* Aim of the exercise
Look through the material below and report every line that includes "inside".

* Recorded data
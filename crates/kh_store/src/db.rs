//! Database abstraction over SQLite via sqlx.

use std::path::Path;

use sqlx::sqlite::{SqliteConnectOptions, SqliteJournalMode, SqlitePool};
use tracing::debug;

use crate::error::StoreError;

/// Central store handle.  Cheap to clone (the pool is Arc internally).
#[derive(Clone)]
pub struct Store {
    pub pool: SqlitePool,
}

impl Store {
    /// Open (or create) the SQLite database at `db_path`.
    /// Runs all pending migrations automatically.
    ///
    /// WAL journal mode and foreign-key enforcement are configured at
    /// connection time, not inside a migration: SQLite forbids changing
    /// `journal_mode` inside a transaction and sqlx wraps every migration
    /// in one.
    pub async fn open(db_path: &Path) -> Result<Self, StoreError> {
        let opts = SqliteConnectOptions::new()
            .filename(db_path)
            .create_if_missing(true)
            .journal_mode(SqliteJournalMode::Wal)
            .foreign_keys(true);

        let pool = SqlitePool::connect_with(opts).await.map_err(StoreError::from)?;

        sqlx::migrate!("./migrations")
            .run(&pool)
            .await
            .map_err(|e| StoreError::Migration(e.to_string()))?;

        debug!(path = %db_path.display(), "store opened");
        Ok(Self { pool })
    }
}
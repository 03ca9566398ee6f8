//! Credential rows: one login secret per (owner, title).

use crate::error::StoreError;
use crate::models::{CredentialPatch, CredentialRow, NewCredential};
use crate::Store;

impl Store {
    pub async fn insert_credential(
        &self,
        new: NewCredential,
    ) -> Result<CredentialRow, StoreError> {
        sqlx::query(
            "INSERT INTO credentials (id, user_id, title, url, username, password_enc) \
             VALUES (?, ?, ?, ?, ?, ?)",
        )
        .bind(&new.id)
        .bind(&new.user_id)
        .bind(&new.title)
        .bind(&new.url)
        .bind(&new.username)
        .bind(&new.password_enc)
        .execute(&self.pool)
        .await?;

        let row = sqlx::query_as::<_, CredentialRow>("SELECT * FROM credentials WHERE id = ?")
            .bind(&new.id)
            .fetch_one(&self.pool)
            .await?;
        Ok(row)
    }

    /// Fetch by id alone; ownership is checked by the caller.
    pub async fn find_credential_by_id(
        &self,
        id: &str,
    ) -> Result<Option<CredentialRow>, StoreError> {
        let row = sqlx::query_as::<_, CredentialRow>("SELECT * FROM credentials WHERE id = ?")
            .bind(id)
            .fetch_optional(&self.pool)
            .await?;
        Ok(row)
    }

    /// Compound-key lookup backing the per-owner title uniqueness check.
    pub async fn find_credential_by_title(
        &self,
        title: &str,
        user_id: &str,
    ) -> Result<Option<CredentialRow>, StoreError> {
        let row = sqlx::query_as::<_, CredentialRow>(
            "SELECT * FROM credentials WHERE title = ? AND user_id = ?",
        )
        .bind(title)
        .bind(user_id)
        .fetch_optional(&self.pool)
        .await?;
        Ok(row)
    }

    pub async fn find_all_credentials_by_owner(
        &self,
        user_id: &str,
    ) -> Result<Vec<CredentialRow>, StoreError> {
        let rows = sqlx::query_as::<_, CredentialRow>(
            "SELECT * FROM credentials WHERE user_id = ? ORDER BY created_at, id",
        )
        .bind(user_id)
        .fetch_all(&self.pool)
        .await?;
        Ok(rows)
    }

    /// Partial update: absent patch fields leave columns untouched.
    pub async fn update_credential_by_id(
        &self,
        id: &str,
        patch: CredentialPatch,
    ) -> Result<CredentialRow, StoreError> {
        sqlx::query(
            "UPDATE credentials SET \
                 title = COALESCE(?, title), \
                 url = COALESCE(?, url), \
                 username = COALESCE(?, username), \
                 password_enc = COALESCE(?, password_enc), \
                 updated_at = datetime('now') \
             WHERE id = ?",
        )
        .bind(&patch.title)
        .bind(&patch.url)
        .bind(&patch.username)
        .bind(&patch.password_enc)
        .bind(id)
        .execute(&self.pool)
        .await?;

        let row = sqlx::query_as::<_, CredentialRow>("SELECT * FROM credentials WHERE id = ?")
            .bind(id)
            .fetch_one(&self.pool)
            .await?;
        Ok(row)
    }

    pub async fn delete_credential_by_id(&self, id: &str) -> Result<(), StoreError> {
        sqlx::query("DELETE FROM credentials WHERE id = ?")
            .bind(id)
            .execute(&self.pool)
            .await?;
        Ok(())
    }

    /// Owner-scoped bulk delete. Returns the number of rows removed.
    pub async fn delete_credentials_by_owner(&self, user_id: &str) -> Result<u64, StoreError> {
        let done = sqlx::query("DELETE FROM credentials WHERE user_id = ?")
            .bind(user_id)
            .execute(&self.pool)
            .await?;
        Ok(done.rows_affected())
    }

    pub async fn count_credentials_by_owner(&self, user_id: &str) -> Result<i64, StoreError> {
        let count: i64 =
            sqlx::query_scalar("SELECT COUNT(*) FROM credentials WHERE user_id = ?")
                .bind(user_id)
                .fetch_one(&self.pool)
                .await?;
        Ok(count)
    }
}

* Response
    /// connection time, not inside a migration: SQLite forbids changing
    /// `journal_mode` inside a transaction and sqlx wraps every migration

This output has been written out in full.